Task prompt »
Where a line below holds the string "true", copy that line.

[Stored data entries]
--- START ---

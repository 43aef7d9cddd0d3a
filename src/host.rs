//! Host execution contract.
//!
//! A host is whatever actually runs a batch of computations. The runtime owns
//! every scheduling decision (sync versus deferred, coalescing, re-entrancy
//! tracking) and only asks the host to execute one snapshot at a time.

use std::sync::Arc;

use crate::registry::Batch;

/// Executes batches handed over by the runtime's scheduler.
///
/// Implementations run every entry of the batch, typically in order, by
/// calling [`BatchEntry::execute`](crate::BatchEntry::execute). The runtime
/// marks itself busy for the duration of `run_batch`; mutations issued from
/// inside a computation see that flag.
///
/// Failures are not intercepted: a panicking computation unwinds out of
/// `run_batch` and on to whoever triggered the pass.
pub trait Host: Send + Sync + 'static {
    /// Run every entry of `batch`.
    fn run_batch(&self, batch: &Batch);
}

/// Runs entries one after another on the calling thread.
#[derive(Debug, Default, Clone, Copy)]
pub struct DirectHost;

impl Host for DirectHost {
    fn run_batch(&self, batch: &Batch) {
        for entry in batch.iter() {
            entry.execute();
        }
    }
}

impl<H: Host + ?Sized> Host for Arc<H> {
    fn run_batch(&self, batch: &Batch) {
        (**self).run_batch(batch);
    }
}

impl<H: Host + ?Sized> Host for Box<H> {
    fn run_batch(&self, batch: &Batch) {
        (**self).run_batch(batch);
    }
}
use crate::runtime::Runtime;

/// Group mutations into a single deferred host pass.
///
/// While a transaction is open the runtime reports itself busy, exactly as if
/// the host were mid-pass: every mutation that is not forced synchronous is
/// deferred and coalesced. When the outermost transaction on the runtime
/// closes, the queued pass runs once against the final snapshot.
///
/// First invocations stay synchronous: a unit with no value still forces its
/// own pass so `invoke` can return a result.
///
/// # Example
/// ```ignore
/// // Without a transaction: three host passes
/// a.invoke(1)?;
/// b.invoke(2)?;
/// c.invoke(3)?;
///
/// // With a transaction: one pass when the closure returns
/// Transaction::run(&runtime, || {
///     a.invoke(1)?;
///     b.invoke(2)?;
///     c.invoke(3)
/// })?;
/// ```
pub struct Transaction {
    _private: (),
}

impl Transaction {
    /// Run `f` with the runtime held busy, then flush if this was the
    /// outermost transaction.
    pub fn run<F, R>(runtime: &Runtime, f: F) -> R
    where
        F: FnOnce() -> R,
    {
        runtime.scheduler().hold();
        // Restores the hold count on both normal return and unwinding
        let _guard = TransactionGuard { runtime };
        f()
    }
}

struct TransactionGuard<'a> {
    runtime: &'a Runtime,
}

impl Drop for TransactionGuard<'_> {
    fn drop(&mut self) {
        let outermost = self.runtime.scheduler().release();
        // Running computations while unwinding risks a double panic
        if outermost && !std::thread::panicking() {
            self.runtime.flush();
        }
    }
}
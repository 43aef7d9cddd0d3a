#![deny(missing_docs)]

//! Keep stateful computations alive outside their native host.
//!
//! A computation here is any `FnMut(&A) -> T` that carries its own internal
//! state and lifecycle. This crate keeps such computations registered with a
//! host that executes them in batches, hands results back synchronously when
//! it can, and notifies subscribers when results change.
//!
//! # Quick Start
//!
//! ```ignore
//! use offstage::{Runtime, UnitConfig};
//!
//! let runtime = Runtime::new();
//!
//! let mut seen = 0;
//! let pages = runtime.unit(
//!     move |page: &u32| {
//!         seen += 1;
//!         format!("page {page} (render #{seen})")
//!     },
//!     UnitConfig::new(),
//! );
//!
//! pages.subscribe(|label| println!("{label}"));
//!
//! // First call is always synchronous: a real value comes back
//! let label = pages.invoke(1)?;
//! ```
//!
//! # Core Types
//!
//! - [`Runtime`] - Scheduling context: batch registry, scheduler, host, keyed directory.
//! - [`Unit`] - One registered computation with a running/suspended/unmounted lifecycle.
//! - [`Host`] - Executes a [`Batch`] of descriptors. [`DirectHost`] runs them in order.
//! - [`Transaction`] - Coalesce mutations into one deferred pass.
//! - [`FlushLoop`] - Optional background thread that runs deferred passes.
//!
//! # Scheduling
//!
//! Every invocation, suspension and unmount rewrites the runtime's batch and
//! asks the scheduler to deliver it:
//!
//! ```ignore
//! unit.invoke(args)?;        // sync if unit has no value or host is idle
//! unit.suspend();            // removal pass, sync
//! unit.suspend_with(false);  // removal pass, deferred if host is busy
//! runtime.flush();           // run the deferred pass now
//! ```
//!
//! While a pass is executing (or inside [`Transaction::run`]) non-forced
//! mutations are deferred; any number of them collapse into one later pass
//! over the newest batch.
//!
//! # Keyed units
//!
//! ```ignore
//! // Same key, same unit: the second call rebinds the computation
//! let a = runtime.keyed("list", compute_list)?;
//! let b = runtime.keyed("list", compute_list_v2)?;
//! assert!(a.ptr_eq(&b));
//!
//! a.unmount(false);          // removes "list" from the directory
//! ```

mod channel;
mod config;
mod error;
mod executor;
mod hash;
mod host;
pub(crate) mod registry;
mod runtime;
mod scheduler;
mod transaction;
mod unit;

// Core types
pub use runtime::{DEFAULT_KEY_PREFIX, Runtime, RuntimeBuilder, WeakRuntime};
pub use unit::{Status, Unit};

// Configuration and errors
pub use config::{IsEqual, KeyedConfig, UnitConfig};
pub use error::{Error, Result};

// Notification
pub use channel::{Channel, ListenerId};

// Host boundary
pub use host::{DirectHost, Host};
pub use registry::{Batch, BatchEntry, UnitId};

// Batching and deferred execution
pub use executor::{DEFAULT_DEBOUNCE, DEFAULT_MAX_DEBOUNCE, FlushLoop};
pub use transaction::Transaction;
impl<A, T> Unit<A, T>
where
    A: Send + Sync + 'static,
    T: Clone + PartialEq + Send + Sync + 'static,
{
    /// Create a running unit bound to `computation`.
    ///
    /// Nothing runs until the first [`invoke`](Unit::invoke).
    pub fn new<F>(runtime: &Runtime, computation: F, config: UnitConfig<T>) -> Self
    where
        F: FnMut(&A) -> T + Send + 'static,
    {
        let UnitConfig {
            key,
            default_value,
            is_equal,
        } = config;
        let id = runtime.next_unit_id();
        let key: Arc<str> = match key {
            Some(key) => key.into(),
            None => runtime.generated_key(id).into(),
        };
        debug!(unit = &*key, "unit created");
        Self {
            inner: Arc::new(UnitInner {
                id,
                key,
                runtime: runtime.clone(),
                status: AtomicU8::new(Status::Running as u8),
                value: Mutex::new(None),
                default_value,
                is_equal: is_equal.unwrap_or_else(|| Arc::new(|a: &T, b: &T| a == b)),
                computation: Mutex::new(self::computation(computation)),
                channel: Channel::new(),
            }),
        }
    }

    /// Run the bound computation with `args` through the host and return the
    /// unit's value.
    ///
    /// - Running: registers `(computation, args)` in the batch, replacing this
    ///   unit's previous descriptor. Runs synchronously if the unit has no
    ///   value yet, otherwise lets the scheduler choose; a deferred run
    ///   returns the value from before this call.
    /// - Suspended or unmounted: runs nothing and returns the last known value
    ///   (or the default), failing with [`Error::Unresolved`] when there is none.
    pub fn invoke(&self, args: A) -> Result<T> {
        if self.status() != Status::Running {
            return self.value();
        }
        let force_sync = self.inner.value.lock().is_none();
        let invocation = Invocation {
            unit: Arc::downgrade(&self.inner),
            computation: self.inner.computation.lock().clone(),
            args,
        };
        let entry = BatchEntry::new(self.inner.key.clone(), self.inner.id, Arc::new(invocation));
        self.inner
            .runtime
            .scheduler()
            .update(Mutation::Upsert(entry), force_sync);
        self.value()
    }

    /// Replace the bound computation. Status, value and any descriptor already
    /// in the batch are untouched; the new computation is used from the next
    /// [`invoke`](Unit::invoke).
    pub fn rebind<F>(&self, computation: F) -> &Self
    where
        F: FnMut(&A) -> T + Send + 'static,
    {
        let previous = std::mem::replace(
            &mut *self.inner.computation.lock(),
            self::computation(computation),
        );
        // May own unit handles; released outside the slot lock
        drop(previous);
        self
    }

    /// Take over the computation bound to `other`.
    pub(crate) fn adopt_computation(&self, other: &Unit<A, T>) {
        let computation = other.inner.computation.lock().clone();
        let previous = std::mem::replace(&mut *self.inner.computation.lock(), computation);
        drop(previous);
    }
}

impl<A, T> Unit<A, T>
where
    T: Clone,
{
    /// Current value, falling back to the default value.
    pub fn value(&self) -> Result<T> {
        self.try_value().ok_or_else(|| Error::Unresolved {
            key: self.inner.key.to_string(),
        })
    }

    /// Like [`value`](Unit::value) but `None` instead of an error.
    pub fn try_value(&self) -> Option<T> {
        self.inner
            .value
            .lock()
            .clone()
            .or_else(|| self.inner.default_value.clone())
    }

    /// Whether a value has been recorded (or restored by a reset), ignoring
    /// the default-value fallback of reads.
    pub fn has_value(&self) -> bool {
        self.inner.value.lock().is_some()
    }

    /// Restore the configured default value, or "no value" without one.
    /// Allowed in every state.
    pub fn reset_value(&self) {
        *self.inner.value.lock() = self.inner.default_value.clone();
    }
}

impl<A, T> Unit<A, T> {
    /// Identity key, unique within the runtime's directory.
    pub fn key(&self) -> &str {
        &self.inner.key
    }

    /// Runtime-assigned id.
    pub fn id(&self) -> UnitId {
        self.inner.id
    }

    /// Current lifecycle state.
    pub fn status(&self) -> Status {
        self.inner.status()
    }

    /// Runtime this unit schedules through.
    pub fn runtime(&self) -> &Runtime {
        &self.inner.runtime
    }

    /// Whether both handles refer to the same unit.
    pub fn ptr_eq(&self, other: &Self) -> bool {
        Arc::ptr_eq(&self.inner, &other.inner)
    }

    /// Listen for recorded values.
    pub fn subscribe<F>(&self, listener: F) -> ListenerId
    where
        F: Fn(&T) + Send + Sync + 'static,
    {
        self.inner.channel.subscribe(listener)
    }

    /// Detach a listener registered with [`subscribe`](Unit::subscribe) or
    /// [`on_unmount`](Unit::on_unmount).
    pub fn unsubscribe(&self, id: ListenerId) -> bool {
        self.inner.channel.unsubscribe(id)
    }

    /// Listen for the one-time unmount event.
    pub fn on_unmount<F>(&self, listener: F) -> ListenerId
    where
        F: FnOnce() + Send + 'static,
    {
        self.inner.channel.on_unmount(listener)
    }

    /// Number of attached update listeners.
    pub fn listener_count(&self) -> usize {
        self.inner.channel.listener_count()
    }

    /// Suspend and remove this unit from the batch with a synchronous pass.
    pub fn suspend(&self) -> bool {
        self.suspend_with(true)
    }

    /// Suspend, letting the scheduler defer the removal pass when
    /// `force_sync` is `false`.
    ///
    /// Only legal while running; otherwise logs a warning, changes nothing and
    /// returns `false`.
    pub fn suspend_with(&self, force_sync: bool) -> bool {
        if !self.inner.transition(Status::Running, Status::Suspended) {
            warn!(
                unit = &*self.inner.key,
                status = ?self.status(),
                "`suspend()` and `remount()` can only be called while running"
            );
            return false;
        }
        debug!(unit = &*self.inner.key, force_sync, "unit suspended");
        self.inner
            .runtime
            .scheduler()
            .update(self.inner.removal(), force_sync);
        true
    }

    /// Return a suspended unit to running. Does not invoke.
    ///
    /// Only legal while suspended; otherwise logs a warning, changes nothing
    /// and returns `false`.
    pub fn resume(&self) -> bool {
        if !self.inner.transition(Status::Suspended, Status::Running) {
            warn!(
                unit = &*self.inner.key,
                status = ?self.status(),
                "`resume()` can only be called after `suspend()`"
            );
            return false;
        }
        debug!(unit = &*self.inner.key, "unit resumed");
        true
    }

    /// Synchronously drop this unit's descriptor from the host, then resume,
    /// so the next invocation is admitted fresh.
    pub fn remount(&self) -> bool {
        self.suspend_with(true) && self.resume()
    }

    /// Make the unit permanently inert.
    ///
    /// Legal from any state. The unmount event fires the first time only and
    /// every listener is detached right after it. With `reset`, the value is
    /// restored to the default (or cleared) so later reads fail without one.
    /// Repeat calls only apply `reset`; they schedule nothing.
    pub fn unmount(&self, reset: bool)
    where
        T: Clone,
    {
        let previous = self
            .inner
            .status
            .swap(Status::Unmounted as u8, Ordering::AcqRel);
        if reset {
            self.reset_value();
        }
        if Status::from_u8(previous) == Status::Unmounted {
            trace!(unit = &*self.inner.key, "already unmounted");
            return;
        }
        self.inner.channel.emit_unmount();
        debug!(unit = &*self.inner.key, "unit unmounted");
        self.inner
            .runtime
            .scheduler()
            .update(self.inner.removal(), false);
    }
}

impl<A, T: std::fmt::Debug> std::fmt::Debug for Unit<A, T> {
    fn fmt(&self, f: &mut std::fmt::Formatter<'_>) -> std::fmt::Result {
        f.debug_struct("Unit")
            .field("key", &self.inner.key)
            .field("status", &self.status())
            .field("value", &*self.inner.value.lock())
            .finish()
    }
}
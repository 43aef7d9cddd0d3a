// Registry storage shared by every unit of a runtime
//
// Two containers live here:
// - Batch registry: the ordered set of descriptors the next host pass will
//   execute. Every mutation swaps in a new immutable snapshot, so a pass can
//   iterate its batch while later mutations build the next one.
// - Directory: the keyed singleton map behind `Runtime::keyed`.
//
// Both live for as long as their runtime. Entries come and go; the containers
// themselves are never torn down.

pub mod batch;
pub mod directory;

pub use batch::{Batch, BatchEntry, Mutation, Registry, Task};
pub use directory::{Directory, DirectoryEntry};

/// Identity of a unit within its runtime.
///
/// Allocated from a per-runtime counter; never reused. Keys may be chosen by
/// callers, ids may not, which makes the id the reliable way to tell whether a
/// registry or directory entry still belongs to a given unit.
#[repr(transparent)]
#[derive(Copy, Clone, Eq, PartialEq, Hash, Debug, PartialOrd, Ord)]
pub struct UnitId(u64);

impl UnitId {
    pub(crate) fn new(raw: u64) -> Self {
        Self(raw)
    }

    /// The raw counter value.
    pub fn get(self) -> u64 {
        self.0
    }
}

--- END ---

Answer to this task »
        self.suspend_with(true)
        true
        true
        self.suspend_with(true) && self.resume()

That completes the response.